* **Given records**:

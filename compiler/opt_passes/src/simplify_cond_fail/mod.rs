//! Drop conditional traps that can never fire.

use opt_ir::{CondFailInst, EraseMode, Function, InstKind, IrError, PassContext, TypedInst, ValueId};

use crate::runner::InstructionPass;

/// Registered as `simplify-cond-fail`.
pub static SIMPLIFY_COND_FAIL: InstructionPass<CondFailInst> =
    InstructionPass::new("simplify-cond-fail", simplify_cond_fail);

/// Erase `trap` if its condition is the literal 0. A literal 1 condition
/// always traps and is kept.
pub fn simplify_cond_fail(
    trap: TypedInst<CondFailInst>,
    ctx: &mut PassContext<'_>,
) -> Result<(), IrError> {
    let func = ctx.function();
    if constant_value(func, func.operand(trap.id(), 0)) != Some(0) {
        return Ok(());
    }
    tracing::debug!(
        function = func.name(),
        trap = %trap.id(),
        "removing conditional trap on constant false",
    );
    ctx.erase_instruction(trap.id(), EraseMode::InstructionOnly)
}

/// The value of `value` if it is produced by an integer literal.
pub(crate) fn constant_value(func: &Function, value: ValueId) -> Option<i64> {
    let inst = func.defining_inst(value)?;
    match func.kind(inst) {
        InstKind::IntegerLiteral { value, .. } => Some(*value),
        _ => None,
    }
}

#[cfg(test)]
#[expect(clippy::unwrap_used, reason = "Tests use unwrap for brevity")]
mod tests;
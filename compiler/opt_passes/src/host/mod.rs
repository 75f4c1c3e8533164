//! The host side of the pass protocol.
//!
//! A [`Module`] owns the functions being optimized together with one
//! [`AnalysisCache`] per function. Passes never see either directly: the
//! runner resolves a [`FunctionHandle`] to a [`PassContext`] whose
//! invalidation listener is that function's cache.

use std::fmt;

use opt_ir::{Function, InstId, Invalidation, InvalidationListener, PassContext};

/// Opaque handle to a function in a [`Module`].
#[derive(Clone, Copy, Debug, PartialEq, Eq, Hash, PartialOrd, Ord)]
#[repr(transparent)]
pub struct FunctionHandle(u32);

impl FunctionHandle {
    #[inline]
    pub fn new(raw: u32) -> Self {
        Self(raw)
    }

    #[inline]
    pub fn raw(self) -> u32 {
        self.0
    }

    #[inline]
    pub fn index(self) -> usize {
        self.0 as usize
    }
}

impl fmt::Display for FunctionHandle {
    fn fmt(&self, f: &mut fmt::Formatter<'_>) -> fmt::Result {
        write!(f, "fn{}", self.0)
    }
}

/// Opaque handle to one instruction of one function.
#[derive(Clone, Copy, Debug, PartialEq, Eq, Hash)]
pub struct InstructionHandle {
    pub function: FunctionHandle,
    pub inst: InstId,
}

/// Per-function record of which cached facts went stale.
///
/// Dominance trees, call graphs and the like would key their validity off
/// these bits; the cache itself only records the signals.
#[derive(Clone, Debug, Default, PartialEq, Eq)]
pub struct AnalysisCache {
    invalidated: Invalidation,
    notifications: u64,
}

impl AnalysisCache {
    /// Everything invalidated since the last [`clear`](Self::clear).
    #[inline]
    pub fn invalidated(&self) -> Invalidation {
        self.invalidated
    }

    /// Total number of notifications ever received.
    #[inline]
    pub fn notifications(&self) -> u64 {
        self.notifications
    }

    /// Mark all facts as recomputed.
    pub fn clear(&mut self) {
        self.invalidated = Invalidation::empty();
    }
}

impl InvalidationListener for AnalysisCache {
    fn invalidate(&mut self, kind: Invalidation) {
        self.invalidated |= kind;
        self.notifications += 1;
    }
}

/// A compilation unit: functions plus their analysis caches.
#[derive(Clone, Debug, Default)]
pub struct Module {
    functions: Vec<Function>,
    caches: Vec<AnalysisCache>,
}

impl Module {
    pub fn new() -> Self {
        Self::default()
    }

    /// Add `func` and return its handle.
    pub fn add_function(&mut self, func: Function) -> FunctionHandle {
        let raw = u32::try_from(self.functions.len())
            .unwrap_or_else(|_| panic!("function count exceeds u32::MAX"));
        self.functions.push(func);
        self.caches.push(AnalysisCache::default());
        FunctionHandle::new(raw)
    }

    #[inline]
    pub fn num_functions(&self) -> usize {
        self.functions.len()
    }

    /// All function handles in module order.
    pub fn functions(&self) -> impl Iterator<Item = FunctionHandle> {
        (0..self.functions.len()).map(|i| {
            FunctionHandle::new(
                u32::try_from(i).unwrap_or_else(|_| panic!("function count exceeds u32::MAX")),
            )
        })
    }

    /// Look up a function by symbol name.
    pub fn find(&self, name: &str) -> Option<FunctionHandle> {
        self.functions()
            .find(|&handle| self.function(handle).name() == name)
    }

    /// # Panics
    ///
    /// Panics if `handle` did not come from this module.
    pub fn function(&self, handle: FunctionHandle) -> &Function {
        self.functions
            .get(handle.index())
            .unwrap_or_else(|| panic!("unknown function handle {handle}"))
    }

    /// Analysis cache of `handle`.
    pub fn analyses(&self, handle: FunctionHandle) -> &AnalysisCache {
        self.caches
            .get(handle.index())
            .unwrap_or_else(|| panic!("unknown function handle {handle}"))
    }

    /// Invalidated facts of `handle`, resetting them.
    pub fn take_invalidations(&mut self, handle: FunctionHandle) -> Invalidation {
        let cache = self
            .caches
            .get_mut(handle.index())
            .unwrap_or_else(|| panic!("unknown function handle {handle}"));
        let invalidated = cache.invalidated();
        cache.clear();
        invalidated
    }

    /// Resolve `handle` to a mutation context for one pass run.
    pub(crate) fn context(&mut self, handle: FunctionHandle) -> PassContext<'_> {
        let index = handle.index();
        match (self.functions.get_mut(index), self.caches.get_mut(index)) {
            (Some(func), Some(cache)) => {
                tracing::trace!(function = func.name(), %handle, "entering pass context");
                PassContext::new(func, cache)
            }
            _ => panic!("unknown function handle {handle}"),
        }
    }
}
--
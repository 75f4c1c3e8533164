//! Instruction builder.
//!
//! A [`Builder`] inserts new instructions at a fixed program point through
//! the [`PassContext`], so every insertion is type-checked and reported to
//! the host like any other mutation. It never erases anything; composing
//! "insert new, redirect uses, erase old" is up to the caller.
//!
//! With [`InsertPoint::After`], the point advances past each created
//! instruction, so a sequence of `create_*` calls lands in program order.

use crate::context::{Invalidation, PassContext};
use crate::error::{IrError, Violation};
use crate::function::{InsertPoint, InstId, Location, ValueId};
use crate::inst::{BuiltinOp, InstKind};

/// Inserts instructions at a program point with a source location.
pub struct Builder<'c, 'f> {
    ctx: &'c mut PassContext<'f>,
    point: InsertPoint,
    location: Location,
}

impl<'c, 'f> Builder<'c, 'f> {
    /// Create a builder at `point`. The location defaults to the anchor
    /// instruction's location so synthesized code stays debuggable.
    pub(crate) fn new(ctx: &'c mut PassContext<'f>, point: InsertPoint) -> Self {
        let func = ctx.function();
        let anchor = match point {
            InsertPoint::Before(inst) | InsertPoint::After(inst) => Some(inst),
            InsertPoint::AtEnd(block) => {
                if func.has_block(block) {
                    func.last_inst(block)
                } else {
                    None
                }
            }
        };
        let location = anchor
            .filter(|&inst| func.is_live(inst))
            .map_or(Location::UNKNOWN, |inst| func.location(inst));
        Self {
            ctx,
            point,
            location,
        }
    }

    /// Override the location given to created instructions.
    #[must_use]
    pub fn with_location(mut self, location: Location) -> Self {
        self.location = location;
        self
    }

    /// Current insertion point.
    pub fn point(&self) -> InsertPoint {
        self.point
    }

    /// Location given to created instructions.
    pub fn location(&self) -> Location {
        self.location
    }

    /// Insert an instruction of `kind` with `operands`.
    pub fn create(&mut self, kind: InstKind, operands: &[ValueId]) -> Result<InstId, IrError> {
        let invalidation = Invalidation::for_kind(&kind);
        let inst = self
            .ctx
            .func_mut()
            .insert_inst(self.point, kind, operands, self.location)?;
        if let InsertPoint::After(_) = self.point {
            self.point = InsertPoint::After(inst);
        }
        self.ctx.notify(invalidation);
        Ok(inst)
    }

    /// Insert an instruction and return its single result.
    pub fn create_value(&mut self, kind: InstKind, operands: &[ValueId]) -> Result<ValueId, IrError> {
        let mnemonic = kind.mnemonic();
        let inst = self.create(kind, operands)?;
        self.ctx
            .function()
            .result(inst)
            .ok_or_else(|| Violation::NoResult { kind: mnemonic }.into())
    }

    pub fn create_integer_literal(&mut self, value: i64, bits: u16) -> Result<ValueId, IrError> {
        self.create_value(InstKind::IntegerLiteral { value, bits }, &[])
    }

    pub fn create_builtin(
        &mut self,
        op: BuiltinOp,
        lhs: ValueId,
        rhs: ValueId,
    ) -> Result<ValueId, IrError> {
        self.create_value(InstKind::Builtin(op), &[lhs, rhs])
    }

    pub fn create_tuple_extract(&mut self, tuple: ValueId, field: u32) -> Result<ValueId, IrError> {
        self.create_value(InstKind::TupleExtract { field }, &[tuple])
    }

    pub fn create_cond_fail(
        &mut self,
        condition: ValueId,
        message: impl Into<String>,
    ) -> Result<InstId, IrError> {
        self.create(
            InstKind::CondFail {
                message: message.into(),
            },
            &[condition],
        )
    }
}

* **Task requirements**: Please find all lines of the entries that hold the string "Option" and copy them.

* **Exercise solution**:
pub(crate) fn constant_value(func: &Function, value: ValueId) -> Option<i64> {
    pub fn find(&self, name: &str) -> Option<FunctionHandle> {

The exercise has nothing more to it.